Given the records below, pull every line with the word "NativeListener" into the answer.
--
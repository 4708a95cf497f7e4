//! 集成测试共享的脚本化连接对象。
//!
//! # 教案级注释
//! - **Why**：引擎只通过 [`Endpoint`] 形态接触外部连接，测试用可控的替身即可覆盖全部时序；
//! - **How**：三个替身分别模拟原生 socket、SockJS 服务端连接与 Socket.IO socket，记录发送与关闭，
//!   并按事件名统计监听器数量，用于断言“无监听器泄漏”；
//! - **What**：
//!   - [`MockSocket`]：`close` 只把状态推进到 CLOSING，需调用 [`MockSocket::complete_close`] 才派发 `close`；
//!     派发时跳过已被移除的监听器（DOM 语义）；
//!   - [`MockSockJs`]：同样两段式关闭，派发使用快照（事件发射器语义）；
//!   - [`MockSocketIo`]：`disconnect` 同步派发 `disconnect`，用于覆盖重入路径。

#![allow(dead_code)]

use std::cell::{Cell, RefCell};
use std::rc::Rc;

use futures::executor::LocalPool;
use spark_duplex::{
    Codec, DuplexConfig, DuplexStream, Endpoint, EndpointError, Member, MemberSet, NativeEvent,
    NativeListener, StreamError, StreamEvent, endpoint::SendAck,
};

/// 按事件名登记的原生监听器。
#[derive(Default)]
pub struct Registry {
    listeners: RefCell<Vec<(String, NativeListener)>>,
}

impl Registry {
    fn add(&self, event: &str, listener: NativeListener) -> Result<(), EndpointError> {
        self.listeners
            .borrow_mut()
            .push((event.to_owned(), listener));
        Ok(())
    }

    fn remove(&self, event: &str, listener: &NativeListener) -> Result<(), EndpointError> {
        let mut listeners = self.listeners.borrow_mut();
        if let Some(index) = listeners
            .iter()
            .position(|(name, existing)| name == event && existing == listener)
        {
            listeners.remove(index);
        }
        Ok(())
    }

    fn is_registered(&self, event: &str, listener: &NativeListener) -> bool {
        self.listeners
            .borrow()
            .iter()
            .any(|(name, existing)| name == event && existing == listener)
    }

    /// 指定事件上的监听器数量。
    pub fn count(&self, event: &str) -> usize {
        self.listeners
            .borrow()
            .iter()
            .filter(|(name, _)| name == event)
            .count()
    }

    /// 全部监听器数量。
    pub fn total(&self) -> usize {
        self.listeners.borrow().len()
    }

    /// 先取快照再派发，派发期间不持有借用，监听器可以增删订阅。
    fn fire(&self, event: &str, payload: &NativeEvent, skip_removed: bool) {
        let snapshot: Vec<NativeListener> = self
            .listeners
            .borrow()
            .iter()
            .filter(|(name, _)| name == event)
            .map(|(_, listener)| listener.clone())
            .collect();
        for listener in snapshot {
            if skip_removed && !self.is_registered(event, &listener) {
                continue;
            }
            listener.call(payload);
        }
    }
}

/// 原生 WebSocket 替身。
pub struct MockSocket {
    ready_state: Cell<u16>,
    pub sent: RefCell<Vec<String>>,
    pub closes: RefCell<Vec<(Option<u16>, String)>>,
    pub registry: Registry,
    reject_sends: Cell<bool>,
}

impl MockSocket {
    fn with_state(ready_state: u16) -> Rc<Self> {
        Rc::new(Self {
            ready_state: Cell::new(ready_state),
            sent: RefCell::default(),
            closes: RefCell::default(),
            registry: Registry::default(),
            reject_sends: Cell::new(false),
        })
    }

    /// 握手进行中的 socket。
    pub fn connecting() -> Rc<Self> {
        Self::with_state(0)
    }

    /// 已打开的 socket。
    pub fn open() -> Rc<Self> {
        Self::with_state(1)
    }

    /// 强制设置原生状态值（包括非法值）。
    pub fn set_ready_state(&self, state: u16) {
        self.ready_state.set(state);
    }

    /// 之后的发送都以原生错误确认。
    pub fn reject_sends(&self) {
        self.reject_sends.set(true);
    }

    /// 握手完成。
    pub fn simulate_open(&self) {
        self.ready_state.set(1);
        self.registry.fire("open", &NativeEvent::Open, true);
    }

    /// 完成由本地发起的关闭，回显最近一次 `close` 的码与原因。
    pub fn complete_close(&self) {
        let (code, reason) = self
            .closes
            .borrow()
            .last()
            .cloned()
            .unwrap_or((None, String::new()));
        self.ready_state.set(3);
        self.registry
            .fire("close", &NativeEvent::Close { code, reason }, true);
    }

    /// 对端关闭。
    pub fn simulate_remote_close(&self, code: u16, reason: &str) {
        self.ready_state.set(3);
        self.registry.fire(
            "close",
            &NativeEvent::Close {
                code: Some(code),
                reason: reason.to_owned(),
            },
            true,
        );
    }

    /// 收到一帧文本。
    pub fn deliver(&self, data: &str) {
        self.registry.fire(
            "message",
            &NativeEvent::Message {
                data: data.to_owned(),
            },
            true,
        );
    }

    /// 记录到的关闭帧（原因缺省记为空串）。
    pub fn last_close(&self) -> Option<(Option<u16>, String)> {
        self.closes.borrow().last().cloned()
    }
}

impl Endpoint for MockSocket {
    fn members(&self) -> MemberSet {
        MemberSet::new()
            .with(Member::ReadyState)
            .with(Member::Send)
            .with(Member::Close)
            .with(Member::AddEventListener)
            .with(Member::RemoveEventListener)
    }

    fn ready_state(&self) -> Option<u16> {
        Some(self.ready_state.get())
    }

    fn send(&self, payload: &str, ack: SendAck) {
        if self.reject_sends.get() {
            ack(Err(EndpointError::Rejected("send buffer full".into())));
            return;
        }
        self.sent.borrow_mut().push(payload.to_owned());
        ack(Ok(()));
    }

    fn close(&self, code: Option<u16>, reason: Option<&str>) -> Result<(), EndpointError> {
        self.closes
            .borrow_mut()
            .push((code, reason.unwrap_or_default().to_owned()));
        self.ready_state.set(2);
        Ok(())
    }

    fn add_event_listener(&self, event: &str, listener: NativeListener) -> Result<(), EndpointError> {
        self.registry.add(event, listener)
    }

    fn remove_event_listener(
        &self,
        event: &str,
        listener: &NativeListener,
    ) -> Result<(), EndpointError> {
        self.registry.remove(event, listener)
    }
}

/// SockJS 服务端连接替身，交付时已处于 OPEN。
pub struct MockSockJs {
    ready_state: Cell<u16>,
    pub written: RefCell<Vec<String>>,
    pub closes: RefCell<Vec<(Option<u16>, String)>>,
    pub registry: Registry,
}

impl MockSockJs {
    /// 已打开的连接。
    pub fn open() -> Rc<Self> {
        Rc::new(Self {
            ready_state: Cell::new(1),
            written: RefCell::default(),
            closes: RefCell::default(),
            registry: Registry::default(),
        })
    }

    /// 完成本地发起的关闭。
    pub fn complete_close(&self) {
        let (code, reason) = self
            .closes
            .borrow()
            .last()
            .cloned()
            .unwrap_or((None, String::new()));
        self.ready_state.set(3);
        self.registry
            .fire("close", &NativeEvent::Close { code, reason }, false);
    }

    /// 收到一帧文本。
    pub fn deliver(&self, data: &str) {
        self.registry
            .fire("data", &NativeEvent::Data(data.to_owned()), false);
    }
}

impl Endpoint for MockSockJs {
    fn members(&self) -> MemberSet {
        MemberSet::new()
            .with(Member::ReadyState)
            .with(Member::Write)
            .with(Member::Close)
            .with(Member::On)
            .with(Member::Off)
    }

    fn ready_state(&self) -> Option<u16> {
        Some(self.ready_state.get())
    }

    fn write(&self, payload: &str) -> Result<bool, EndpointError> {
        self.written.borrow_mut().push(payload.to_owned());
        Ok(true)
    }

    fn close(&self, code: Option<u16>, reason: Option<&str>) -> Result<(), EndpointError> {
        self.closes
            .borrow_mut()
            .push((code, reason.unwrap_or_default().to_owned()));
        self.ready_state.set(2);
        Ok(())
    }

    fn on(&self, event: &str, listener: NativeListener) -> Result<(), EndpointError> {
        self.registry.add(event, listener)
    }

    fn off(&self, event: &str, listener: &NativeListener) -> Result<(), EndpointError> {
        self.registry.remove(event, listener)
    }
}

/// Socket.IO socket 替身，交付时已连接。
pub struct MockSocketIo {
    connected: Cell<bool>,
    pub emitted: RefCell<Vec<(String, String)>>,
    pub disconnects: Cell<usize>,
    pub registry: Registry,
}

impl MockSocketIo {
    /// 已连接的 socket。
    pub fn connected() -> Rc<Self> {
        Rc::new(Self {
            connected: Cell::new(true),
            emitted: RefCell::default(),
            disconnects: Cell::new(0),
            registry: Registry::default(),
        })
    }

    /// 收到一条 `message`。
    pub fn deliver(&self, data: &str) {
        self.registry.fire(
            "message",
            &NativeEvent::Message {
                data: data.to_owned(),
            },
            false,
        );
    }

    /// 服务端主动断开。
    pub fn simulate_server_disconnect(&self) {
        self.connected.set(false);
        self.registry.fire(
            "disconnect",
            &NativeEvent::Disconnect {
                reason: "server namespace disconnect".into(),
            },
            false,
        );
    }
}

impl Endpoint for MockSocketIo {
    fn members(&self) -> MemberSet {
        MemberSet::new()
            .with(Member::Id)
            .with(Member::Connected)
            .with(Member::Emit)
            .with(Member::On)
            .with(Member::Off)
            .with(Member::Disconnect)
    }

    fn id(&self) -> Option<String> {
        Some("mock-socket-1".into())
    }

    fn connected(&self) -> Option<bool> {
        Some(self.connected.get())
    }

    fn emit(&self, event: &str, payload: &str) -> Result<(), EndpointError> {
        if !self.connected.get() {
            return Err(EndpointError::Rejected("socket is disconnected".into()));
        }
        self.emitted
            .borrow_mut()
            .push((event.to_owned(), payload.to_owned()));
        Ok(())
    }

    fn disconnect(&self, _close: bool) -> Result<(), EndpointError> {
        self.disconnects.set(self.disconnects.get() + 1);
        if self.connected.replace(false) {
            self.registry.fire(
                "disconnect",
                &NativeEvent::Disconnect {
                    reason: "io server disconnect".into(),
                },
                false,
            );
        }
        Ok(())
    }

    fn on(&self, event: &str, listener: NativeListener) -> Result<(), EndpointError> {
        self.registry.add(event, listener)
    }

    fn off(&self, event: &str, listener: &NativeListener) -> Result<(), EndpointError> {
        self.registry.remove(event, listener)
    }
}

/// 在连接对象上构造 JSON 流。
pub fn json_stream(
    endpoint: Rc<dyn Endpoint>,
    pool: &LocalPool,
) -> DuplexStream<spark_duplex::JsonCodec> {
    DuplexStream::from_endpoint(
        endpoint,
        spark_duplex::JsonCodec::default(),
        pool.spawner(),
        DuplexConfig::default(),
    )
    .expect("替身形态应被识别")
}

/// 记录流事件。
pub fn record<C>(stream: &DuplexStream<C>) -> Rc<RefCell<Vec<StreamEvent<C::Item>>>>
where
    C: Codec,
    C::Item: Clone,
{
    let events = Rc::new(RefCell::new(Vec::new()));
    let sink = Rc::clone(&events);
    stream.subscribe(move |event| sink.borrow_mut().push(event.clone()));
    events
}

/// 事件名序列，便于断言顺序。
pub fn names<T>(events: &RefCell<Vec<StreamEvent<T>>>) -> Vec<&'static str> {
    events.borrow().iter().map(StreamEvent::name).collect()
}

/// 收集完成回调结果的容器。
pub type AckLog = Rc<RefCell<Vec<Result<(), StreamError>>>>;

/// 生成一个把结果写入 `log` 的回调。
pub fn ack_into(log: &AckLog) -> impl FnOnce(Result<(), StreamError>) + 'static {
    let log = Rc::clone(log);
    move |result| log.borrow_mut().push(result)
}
--
• _Answer for this exercise_:
    NativeListener, StreamError, StreamEvent, endpoint::SendAck,
    listeners: RefCell<Vec<(String, NativeListener)>>,
    fn add(&self, event: &str, listener: NativeListener) -> Result<(), EndpointError> {
    fn remove(&self, event: &str, listener: &NativeListener) -> Result<(), EndpointError> {
    fn is_registered(&self, event: &str, listener: &NativeListener) -> bool {
        let snapshot: Vec<NativeListener> = self
    fn add_event_listener(&self, event: &str, listener: NativeListener) -> Result<(), EndpointError> {
        listener: &NativeListener,
    fn on(&self, event: &str, listener: NativeListener) -> Result<(), EndpointError> {
    fn off(&self, event: &str, listener: &NativeListener) -> Result<(), EndpointError> {
    fn on(&self, event: &str, listener: NativeListener) -> Result<(), EndpointError> {
    fn off(&self, event: &str, listener: &NativeListener) -> Result<(), EndpointError> {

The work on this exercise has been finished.